Filter the listing below down to the lines with the word "value" and copy those.

=== Exercise data ===

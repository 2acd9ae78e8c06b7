//! Audit: BLAKE3 fingerprints for knowledge bases and substitution plans.

pub mod hasher;
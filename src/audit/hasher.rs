//! BLAKE3 fingerprints.
//!
//! A plan's digest covers its canonical JSON form, which embeds the knowledge
//! base fingerprint, so the same recipe and diets against an edited knowledge
//! base produce a different digest.

use crate::core::types::SubstitutionPlan;
use serde::Serialize;

/// Hash a string. Returns `"blake3:{hex}"`.
pub fn hash_string(s: &str) -> String {
    format!("blake3:{}", blake3::hash(s.as_bytes()).to_hex())
}

/// Hash the compact JSON form of a value.
pub fn hash_serialized<T: Serialize>(value: &T) -> Result<String, String> {
    let json = serde_json::to_string(value).map_err(|e| format!("serialize error: {}", e))?;
    Ok(hash_string(&json))
}

/// Digest of a substitution plan.
pub fn plan_digest(plan: &SubstitutionPlan) -> Result<String, String> {
    hash_serialized(plan)
}

/// Compare a plan against an expected digest. The `blake3:` prefix is optional.
pub fn verify_plan_digest(plan: &SubstitutionPlan, expected: &str) -> Result<String, String> {
    let actual = plan_digest(plan)?;
    let expected = expected.trim();
    let matches = actual == expected || actual.strip_prefix("blake3:") == Some(expected);
    if matches {
        Ok(actual)
    } else {
        Err(format!(
            "plan digest mismatch: expected {}, got {}",
            expected, actual
        ))
    }
}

===

Result.
/// Hash the compact JSON form of a value.
pub fn hash_serialized<T: Serialize>(value: &T) -> Result<String, String> {
    let json = serde_json::to_string(value).map_err(|e| format!("serialize error: {}", e))?;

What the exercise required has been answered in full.